Patricia tuvo, pues, un pie en cada uno de estos dos mundos, hasta que acabó unificándolos en la Acrópolis, su gran obra de madurez. De esta manera, Patricia optó por introducir un reducto de nocturnidad en el propio seno del mundo rural. La Acrópolis es, por este motivo, un «afuera interior», la inyección en el mundo rural de formas de vida que siempre habían sido ocultadas en los márgenes. Podríamos incluso decir que nos encontramos ante lo que Foucault, en la conferencia “Des espaces autres” (1967), llamaba una «heterotopía», una especie de «contra-lugar» en el que se subvierten las normas y se permite el desarrollo de formas de vida que, lejos de todo esencialismo, exploran nuevas formas de libertad.

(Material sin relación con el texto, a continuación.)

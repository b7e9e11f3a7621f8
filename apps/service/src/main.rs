mod config;
mod database;
mod events;
mod monitoring;
mod network;
mod orchestrator;
mod pool;

use std::path::PathBuf;
use std::sync::Arc;
use std::time::Duration;

use anyhow::{Context, Result};
use clap::{Parser, Subcommand};
use tokio::sync::broadcast::error::RecvError;
use tokio::sync::watch;
use tracing::{debug, info, warn};
use uuid::Uuid;

use crate::config::Config;
use crate::database::{Database, DatabaseImpl};
use crate::events::ServiceEvent;
use crate::monitoring::{ProbeRegistry, ProxyPool, Scheduler};
use crate::network::Network;
use crate::orchestrator::{CheckOrchestrator, CheckRetention, CycleOutcome};

const RELOAD_SETTINGS_INTERVAL: Duration = Duration::from_secs(30);

#[derive(Parser, Debug)]
#[command(name = "chainwatch")]
#[command(about = "Liveness and chain height monitor for blockchain RPC endpoints")]
#[command(version)]
struct Cli {
    /// Config file (defaults to $XDG_CONFIG_HOME/chainwatch/config.toml)
    #[arg(long, global = true)]
    config: Option<PathBuf>,

    #[command(subcommand)]
    command: Command,
}

#[derive(Subcommand, Debug)]
enum Command {
    /// Run the scheduler until Ctrl-C
    Run,
    /// Register nodes for a network
    Add {
        #[arg(long)]
        network: Network,
        /// Newline separated list of URLs
        #[arg(long)]
        file: Option<PathBuf>,
        urls: Vec<String>,
    },
    /// Check one node now
    Check { id: Uuid },
    /// Total and live node counts per network
    Networks,
    /// Nodes with a successful check in the last few minutes
    Live,
    /// Most recent check records
    Checks {
        #[arg(long, default_value_t = 20)]
        limit: usize,
    },
}

struct Services {
    database: Arc<dyn Database>,
    orchestrator: Arc<CheckOrchestrator>,
    proxies: Arc<ProxyPool>,
    config: Arc<watch::Sender<Config>>,
}

async fn build_services(config: Config) -> Result<Services> {
    let pool = pool::open_pool(&config.database.path)
        .await
        .with_context(|| format!("failed to open database {}", config.database.path))?;
    {
        let conn = pool.get().await?;
        database::initialize_database(&conn).await?;
    }
    let database: Arc<dyn Database> = Arc::new(DatabaseImpl::new_from_pool(pool));

    let (config_tx, config_rx) = watch::channel(config);
    let proxies = Arc::new(ProxyPool::new(config_rx.clone()));
    let orchestrator = Arc::new(CheckOrchestrator::new(
        database.clone(),
        ProbeRegistry::standard(),
        proxies.clone(),
        config_rx,
    ));

    Ok(Services { database, orchestrator, proxies, config: Arc::new(config_tx) })
}

#[tokio::main]
async fn main() -> Result<()> {
    logger::init();

    let cli = Cli::parse();
    let config_path = Config::resolve_path(cli.config.as_deref())?;
    let config = Config::from_config(Some(&config_path))?;
    debug!("{}", config);

    let services = build_services(config).await?;

    match cli.command {
        Command::Run => run(services, config_path).await,
        Command::Add { network, file, urls } => add(&services, network, file, urls).await,
        Command::Check { id } => check(&services, id).await,
        Command::Networks => networks(&services).await,
        Command::Live => live(&services).await,
        Command::Checks { limit } => checks(&services, limit).await,
    }
}

async fn run(services: Services, config_path: PathBuf) -> Result<()> {
    // A failed first refresh only means probes start out direct
    let _ = services.proxies.refresh().await;
    info!(
        proxies = services.proxies.len(),
        updated_at = ?services.proxies.updated_at(),
        "Initial proxy pool loaded"
    );

    tokio::spawn(log_events());

    let (checks, proxies, retention) = {
        let config = services.config.borrow();
        (
            Duration::from_secs(config.checks.interval_seconds.max(1)),
            Duration::from_secs(config.proxies.refresh_interval_seconds.max(1)),
            Duration::from_secs(config.retention.cleanup_interval_seconds.max(1)),
        )
    };

    let mut scheduler = Scheduler::new();

    let orchestrator = services.orchestrator.clone();
    scheduler.every("check_next_node", checks, move || {
        let orchestrator = orchestrator.clone();
        async move {
            if let CycleOutcome::Completed { dispatched, ok } = orchestrator.run_due_checks().await? {
                if dispatched > 0 {
                    debug!(dispatched, ok, "Check cycle finished");
                }
            }
            Ok::<(), anyhow::Error>(())
        }
    });

    let pool = services.proxies.clone();
    scheduler.every("update_proxies", proxies, move || {
        let pool = pool.clone();
        async move {
            // Failures are logged and published by the pool itself
            let _ = pool.refresh().await;
            Ok::<(), anyhow::Error>(())
        }
    });

    let cleanup = Arc::new(CheckRetention::new(services.database.clone()));
    scheduler.every("cleanup_checks", retention, move || {
        let cleanup = cleanup.clone();
        async move { cleanup.cleanup_expired_checks().await.map(|_| ()) }
    });

    let sender = services.config.clone();
    scheduler.every("reload_settings", RELOAD_SETTINGS_INTERVAL, move || {
        let sender = sender.clone();
        let path = config_path.clone();
        async move { reload_settings(&sender, &path) }
    });

    info!(tasks = ?scheduler.task_names(), "chainwatch running, press Ctrl-C to stop");
    tokio::signal::ctrl_c().await?;

    info!("Shutdown signal received");
    scheduler.shutdown();
    Ok(())
}

/// Re-read the config file and publish it when it changed
fn reload_settings(sender: &watch::Sender<Config>, path: &std::path::Path) -> Result<()> {
    let fresh = Config::read(path)?;
    let changed = sender.send_if_modified(|current| {
        if *current == fresh {
            return false;
        }
        *current = fresh;
        true
    });

    if changed {
        info!(path = %path.display(), "Settings reloaded");
    }
    Ok(())
}

async fn log_events() {
    let mut rx = events::subscribe();
    loop {
        match rx.recv().await {
            Ok(ServiceEvent::ProxiesUpdated { count }) => info!(count, "Proxy pool updated"),
            Ok(ServiceEvent::ProxyRefreshFailed { url, error }) => {
                debug!(url = %url, error = %error, "Proxy refresh failed")
            }
            Ok(ServiceEvent::NodeChecked { id, url, status }) => {
                debug!(id = %id, url = %url, status = %status, "Node checked")
            }
            Err(RecvError::Lagged(skipped)) => warn!(skipped, "Event log lagging"),
            Err(RecvError::Closed) => break,
        }
    }
}

async fn add(services: &Services, network: Network, file: Option<PathBuf>, mut urls: Vec<String>) -> Result<()> {
    if let Some(file) = file {
        let contents = tokio::fs::read_to_string(&file)
            .await
            .with_context(|| format!("failed to read {}", file.display()))?;
        urls.push(contents);
    }

    let created = services.orchestrator.add(network, urls).await?;
    println!("{} node(s) added to {}", created, network);
    Ok(())
}

async fn check(services: &Services, id: Uuid) -> Result<()> {
    let _ = services.proxies.refresh().await;

    match services.orchestrator.check_one(id).await? {
        Ok(height) => println!("ok: height {}", height),
        Err(e) => println!("{}: {}", e.status(), e),
    }
    Ok(())
}

async fn networks(services: &Services) -> Result<()> {
    println!("{:<14} {:>6} {:>6}", "NETWORK", "ALL", "LIVE");
    for info in services.orchestrator.networks_info().await? {
        println!("{:<14} {:>6} {:>6}", info.network, info.all_nodes, info.live_nodes);
    }
    Ok(())
}

async fn live(services: &Services) -> Result<()> {
    for (network, nodes) in services.orchestrator.live_nodes().await? {
        if nodes.is_empty() {
            continue;
        }
        println!("{} ({})", network, nodes.len());
        for node in nodes {
            let height = node.height.map_or_else(|| "-".to_string(), |h| h.to_string());
            println!("  {}  {}  height={}  {}", node.id, node.url, height, node.check_history);
        }
    }
    Ok(())
}

async fn checks(services: &Services, limit: usize) -> Result<()> {
    for check in services.database.recent_checks(limit).await? {
        println!(
            "{}  {:<16} {:>6.2}s  {:<12} {}",
            check.created_at.format("%Y-%m-%d %H:%M:%S"),
            check.status,
            check.elapsed,
            check.network,
            check.url
        );
    }
    Ok(())
}
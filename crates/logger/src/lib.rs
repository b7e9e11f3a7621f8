//! Shared tracing setup for the chainwatch binaries.

mod tracing;

pub use self::tracing::{LogFormat, init, init_with_level};
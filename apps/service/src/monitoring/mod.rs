/// Monitoring module - everything that touches a node over the network
///
/// This module is responsible for:
/// - Fetching chain height per protocol family (EVM, Solana, Aptos, Starknet)
/// - Classifying probe failures into node statuses
/// - Maintaining the outbound proxy pool
/// - Running periodic tasks
pub mod aptos;
pub mod checker;
pub mod evm;
pub mod proxy;
pub mod scheduler;
pub mod solana;
pub mod starknet;
pub mod transport;
pub mod types;

#[cfg(test)]
pub mod test_server;

pub use checker::ProbeRegistry;
pub use proxy::ProxyPool;
pub use scheduler::Scheduler;
pub use types::ProbeOutcome;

Gracias a gestos como el de Patricia, el colectivo LGTBQ puede dejar de observar su pasado con mirada estrábica, es decir: con un ojo puesto en el mundo rural y el otro en el colectivo. Además, esto no impide que su lucha —su cuerpo y su vida, su existencia, al fin y al cabo, entendida como una lucha en sí misma— no haga intersección con la lucha de todas las mujeres. Lejos de la Academia, fueron sus vecinos y sus familiares —¡habitantes del mundo rural de los setenta!— quienes nunca dejaron de considerarla una mujer referente. Y esto, según nuestro parecer, no tiene nada que ver con el concepto sesgado de la posmodernidad que los sectores transexcluyentes suelen presentar.
Este es, en definitiva, el legado que nos transmite Patricia, el guante que nos lanza a todas aquellas personas que no llegamos a conocerla en vida, que no llegamos a entrar nunca en su Acrópolis, pero que, de una forma u otra, después de tantos años, seguimos habitándola.